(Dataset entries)
▼▼▼

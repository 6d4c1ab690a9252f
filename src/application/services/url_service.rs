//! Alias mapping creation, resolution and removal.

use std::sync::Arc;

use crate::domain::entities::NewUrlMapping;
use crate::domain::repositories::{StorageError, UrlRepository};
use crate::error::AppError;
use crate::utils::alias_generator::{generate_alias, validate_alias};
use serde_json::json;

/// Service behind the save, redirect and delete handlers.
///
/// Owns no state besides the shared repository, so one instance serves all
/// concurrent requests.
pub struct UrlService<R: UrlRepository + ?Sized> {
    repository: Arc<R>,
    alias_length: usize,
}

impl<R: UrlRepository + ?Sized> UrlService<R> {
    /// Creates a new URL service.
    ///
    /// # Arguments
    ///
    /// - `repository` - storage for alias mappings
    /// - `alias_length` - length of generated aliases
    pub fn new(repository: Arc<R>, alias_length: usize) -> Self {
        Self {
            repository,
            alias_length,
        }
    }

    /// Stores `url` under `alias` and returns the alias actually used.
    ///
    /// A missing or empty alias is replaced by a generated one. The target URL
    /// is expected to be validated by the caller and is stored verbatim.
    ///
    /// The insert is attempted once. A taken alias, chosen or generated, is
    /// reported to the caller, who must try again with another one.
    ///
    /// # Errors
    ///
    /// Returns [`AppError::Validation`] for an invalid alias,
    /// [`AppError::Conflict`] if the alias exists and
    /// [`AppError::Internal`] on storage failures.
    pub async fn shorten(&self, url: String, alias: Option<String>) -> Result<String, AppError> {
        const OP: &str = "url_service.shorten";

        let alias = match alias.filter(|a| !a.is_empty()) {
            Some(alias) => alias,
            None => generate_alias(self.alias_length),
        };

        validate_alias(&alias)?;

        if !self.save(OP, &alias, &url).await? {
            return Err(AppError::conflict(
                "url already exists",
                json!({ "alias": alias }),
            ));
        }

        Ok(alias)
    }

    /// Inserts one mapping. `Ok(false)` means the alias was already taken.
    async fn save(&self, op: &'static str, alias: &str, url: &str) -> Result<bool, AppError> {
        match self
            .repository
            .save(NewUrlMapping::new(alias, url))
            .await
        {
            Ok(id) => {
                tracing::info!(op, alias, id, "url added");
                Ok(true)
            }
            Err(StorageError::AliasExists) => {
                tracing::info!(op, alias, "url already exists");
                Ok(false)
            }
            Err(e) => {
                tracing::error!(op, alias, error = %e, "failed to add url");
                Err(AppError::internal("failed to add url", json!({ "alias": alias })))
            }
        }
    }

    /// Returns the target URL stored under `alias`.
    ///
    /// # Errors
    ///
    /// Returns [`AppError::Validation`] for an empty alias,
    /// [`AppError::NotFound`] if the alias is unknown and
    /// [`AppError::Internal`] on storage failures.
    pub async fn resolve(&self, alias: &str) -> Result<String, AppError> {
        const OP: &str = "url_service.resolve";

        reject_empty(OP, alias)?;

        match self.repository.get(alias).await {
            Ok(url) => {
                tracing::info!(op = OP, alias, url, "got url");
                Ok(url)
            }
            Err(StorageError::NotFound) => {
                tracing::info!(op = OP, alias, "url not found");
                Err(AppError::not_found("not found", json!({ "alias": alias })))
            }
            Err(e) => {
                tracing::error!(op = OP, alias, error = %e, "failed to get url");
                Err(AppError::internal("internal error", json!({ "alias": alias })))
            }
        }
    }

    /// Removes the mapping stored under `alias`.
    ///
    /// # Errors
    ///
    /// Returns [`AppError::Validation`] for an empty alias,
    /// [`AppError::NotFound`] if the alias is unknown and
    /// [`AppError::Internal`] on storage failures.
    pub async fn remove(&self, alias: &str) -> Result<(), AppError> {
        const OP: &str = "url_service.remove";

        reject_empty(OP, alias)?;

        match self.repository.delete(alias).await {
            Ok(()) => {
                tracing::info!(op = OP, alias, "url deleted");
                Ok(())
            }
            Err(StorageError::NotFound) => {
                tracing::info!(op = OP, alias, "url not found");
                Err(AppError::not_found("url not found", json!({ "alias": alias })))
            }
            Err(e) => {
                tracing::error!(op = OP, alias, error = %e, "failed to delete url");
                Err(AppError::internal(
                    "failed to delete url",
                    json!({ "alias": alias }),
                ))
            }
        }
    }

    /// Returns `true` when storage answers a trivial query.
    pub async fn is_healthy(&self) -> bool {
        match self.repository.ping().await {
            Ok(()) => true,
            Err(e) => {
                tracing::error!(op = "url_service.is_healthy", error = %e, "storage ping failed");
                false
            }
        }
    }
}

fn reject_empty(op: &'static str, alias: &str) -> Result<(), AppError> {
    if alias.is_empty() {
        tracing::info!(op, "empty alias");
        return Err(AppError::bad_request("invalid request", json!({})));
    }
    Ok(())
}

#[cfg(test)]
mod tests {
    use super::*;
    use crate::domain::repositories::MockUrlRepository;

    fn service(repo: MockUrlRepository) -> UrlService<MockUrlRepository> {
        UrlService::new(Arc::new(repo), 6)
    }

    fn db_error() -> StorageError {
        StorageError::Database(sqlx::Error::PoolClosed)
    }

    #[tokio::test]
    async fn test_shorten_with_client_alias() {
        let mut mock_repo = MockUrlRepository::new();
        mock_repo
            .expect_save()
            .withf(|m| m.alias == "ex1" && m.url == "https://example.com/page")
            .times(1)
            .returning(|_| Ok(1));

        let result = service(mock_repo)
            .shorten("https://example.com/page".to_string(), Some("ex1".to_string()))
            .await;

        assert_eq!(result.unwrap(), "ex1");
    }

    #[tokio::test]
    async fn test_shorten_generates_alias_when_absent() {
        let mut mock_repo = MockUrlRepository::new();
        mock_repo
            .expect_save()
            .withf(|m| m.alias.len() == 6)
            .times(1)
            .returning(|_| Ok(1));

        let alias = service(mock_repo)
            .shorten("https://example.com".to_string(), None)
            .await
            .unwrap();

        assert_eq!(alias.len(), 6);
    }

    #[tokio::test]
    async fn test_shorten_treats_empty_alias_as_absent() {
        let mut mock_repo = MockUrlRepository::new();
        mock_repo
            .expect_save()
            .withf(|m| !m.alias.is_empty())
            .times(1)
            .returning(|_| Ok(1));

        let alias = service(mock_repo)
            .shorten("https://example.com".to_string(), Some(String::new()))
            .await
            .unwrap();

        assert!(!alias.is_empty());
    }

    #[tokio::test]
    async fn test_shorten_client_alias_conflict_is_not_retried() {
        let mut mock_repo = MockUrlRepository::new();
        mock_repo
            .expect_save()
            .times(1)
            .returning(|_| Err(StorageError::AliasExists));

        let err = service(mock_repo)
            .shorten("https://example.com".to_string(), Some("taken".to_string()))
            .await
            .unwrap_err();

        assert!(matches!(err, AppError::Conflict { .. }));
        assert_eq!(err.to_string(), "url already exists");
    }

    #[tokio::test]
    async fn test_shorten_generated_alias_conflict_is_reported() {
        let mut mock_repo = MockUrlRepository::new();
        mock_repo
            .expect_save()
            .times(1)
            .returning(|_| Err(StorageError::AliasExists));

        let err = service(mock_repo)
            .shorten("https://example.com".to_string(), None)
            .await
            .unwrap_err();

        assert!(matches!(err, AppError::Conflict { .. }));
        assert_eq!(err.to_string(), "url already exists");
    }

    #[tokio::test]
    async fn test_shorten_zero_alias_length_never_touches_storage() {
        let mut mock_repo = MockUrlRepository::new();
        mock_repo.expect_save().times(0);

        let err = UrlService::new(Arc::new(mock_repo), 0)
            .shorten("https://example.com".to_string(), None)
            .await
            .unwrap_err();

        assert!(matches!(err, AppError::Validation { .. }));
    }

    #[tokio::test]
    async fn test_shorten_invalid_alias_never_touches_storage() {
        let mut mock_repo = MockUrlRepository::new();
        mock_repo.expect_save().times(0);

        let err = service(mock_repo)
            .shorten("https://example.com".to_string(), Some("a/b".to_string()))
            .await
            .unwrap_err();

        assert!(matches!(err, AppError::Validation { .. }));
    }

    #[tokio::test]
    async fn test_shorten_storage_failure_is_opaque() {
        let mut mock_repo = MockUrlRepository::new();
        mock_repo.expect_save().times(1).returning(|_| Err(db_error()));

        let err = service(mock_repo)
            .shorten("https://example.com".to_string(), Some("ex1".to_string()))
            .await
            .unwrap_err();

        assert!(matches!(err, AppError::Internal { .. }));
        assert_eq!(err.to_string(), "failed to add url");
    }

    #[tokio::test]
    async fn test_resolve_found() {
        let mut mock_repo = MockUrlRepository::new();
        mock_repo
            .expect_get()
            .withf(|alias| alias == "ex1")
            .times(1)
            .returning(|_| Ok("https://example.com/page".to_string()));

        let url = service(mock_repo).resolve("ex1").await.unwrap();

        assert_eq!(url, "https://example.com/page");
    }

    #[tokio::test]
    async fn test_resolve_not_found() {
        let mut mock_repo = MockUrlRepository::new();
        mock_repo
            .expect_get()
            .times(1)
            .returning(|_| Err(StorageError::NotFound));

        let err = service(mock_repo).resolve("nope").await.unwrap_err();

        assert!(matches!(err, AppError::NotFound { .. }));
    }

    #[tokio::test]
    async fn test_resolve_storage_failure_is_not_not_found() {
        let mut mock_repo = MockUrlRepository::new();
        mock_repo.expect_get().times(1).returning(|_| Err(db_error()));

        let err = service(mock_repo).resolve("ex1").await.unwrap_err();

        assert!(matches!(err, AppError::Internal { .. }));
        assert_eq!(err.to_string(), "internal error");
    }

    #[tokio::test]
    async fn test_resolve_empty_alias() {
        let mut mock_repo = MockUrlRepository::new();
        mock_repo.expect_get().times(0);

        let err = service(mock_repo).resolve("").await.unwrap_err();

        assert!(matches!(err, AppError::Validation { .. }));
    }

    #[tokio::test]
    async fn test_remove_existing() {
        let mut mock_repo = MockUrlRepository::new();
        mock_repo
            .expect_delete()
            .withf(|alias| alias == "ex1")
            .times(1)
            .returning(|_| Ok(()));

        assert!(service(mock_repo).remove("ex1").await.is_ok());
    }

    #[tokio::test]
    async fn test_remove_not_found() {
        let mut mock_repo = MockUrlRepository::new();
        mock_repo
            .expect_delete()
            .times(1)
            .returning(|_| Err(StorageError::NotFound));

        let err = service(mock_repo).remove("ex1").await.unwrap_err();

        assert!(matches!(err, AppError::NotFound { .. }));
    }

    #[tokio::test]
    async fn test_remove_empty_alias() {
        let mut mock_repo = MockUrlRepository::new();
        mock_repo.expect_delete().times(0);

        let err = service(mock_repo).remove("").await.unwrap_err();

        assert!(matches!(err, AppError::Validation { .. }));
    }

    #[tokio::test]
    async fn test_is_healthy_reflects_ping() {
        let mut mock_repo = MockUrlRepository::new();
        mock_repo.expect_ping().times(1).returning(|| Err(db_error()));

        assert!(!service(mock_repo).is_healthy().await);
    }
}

▲▲▲
▼▼▼

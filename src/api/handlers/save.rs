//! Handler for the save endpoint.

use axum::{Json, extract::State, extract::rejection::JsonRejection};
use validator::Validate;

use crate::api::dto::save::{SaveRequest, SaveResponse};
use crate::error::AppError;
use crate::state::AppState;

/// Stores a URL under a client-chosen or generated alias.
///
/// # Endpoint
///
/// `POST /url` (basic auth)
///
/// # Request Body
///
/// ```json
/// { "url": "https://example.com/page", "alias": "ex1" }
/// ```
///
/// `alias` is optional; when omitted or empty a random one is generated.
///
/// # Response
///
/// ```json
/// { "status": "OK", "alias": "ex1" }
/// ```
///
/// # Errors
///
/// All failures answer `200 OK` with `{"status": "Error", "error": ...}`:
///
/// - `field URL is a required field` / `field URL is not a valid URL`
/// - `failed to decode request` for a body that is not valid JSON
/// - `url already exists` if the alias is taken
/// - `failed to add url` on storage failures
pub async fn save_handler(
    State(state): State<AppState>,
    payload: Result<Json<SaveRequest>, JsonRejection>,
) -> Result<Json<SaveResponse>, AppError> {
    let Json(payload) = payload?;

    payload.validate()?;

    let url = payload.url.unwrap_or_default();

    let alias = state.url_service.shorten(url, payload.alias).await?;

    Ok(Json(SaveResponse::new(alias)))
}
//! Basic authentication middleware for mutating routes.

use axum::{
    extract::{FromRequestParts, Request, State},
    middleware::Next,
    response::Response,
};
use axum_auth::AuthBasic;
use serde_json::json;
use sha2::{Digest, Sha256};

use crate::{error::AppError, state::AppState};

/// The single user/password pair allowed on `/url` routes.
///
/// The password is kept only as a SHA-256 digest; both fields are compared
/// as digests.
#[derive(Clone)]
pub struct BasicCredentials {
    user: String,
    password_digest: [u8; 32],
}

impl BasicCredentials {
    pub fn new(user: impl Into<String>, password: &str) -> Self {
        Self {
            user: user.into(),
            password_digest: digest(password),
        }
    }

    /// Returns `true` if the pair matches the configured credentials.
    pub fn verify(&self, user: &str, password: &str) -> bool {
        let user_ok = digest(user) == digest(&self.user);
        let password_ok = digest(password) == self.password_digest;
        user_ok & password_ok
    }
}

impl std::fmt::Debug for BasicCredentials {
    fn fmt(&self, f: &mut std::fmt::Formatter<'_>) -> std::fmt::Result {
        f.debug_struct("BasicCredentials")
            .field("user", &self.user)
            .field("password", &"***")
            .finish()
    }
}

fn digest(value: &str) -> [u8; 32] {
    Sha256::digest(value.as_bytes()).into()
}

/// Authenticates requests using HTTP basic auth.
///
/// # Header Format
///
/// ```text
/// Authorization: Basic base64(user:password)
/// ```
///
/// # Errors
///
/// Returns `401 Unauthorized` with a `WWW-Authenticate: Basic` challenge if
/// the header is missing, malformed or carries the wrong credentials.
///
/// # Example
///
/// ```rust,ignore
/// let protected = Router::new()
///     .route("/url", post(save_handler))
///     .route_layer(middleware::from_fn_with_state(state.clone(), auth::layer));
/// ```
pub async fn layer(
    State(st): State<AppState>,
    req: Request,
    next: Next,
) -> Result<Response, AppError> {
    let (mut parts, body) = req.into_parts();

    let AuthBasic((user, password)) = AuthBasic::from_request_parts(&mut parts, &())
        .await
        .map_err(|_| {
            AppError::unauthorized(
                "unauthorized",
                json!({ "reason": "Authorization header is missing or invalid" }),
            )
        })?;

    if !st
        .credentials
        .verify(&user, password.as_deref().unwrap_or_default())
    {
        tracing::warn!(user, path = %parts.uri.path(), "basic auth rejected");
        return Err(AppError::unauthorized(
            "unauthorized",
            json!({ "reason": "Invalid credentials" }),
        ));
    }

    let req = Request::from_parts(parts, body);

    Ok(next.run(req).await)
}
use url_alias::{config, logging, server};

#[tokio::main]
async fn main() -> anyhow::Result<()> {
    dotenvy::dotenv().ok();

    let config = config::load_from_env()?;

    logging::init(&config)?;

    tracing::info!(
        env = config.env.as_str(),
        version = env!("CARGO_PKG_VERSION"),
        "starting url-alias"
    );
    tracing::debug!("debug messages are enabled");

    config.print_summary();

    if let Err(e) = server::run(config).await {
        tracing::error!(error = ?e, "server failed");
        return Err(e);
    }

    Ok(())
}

▲▲▲

Count the lines above that contain the word "payload", and give only that number.

Solution for this problem :: 5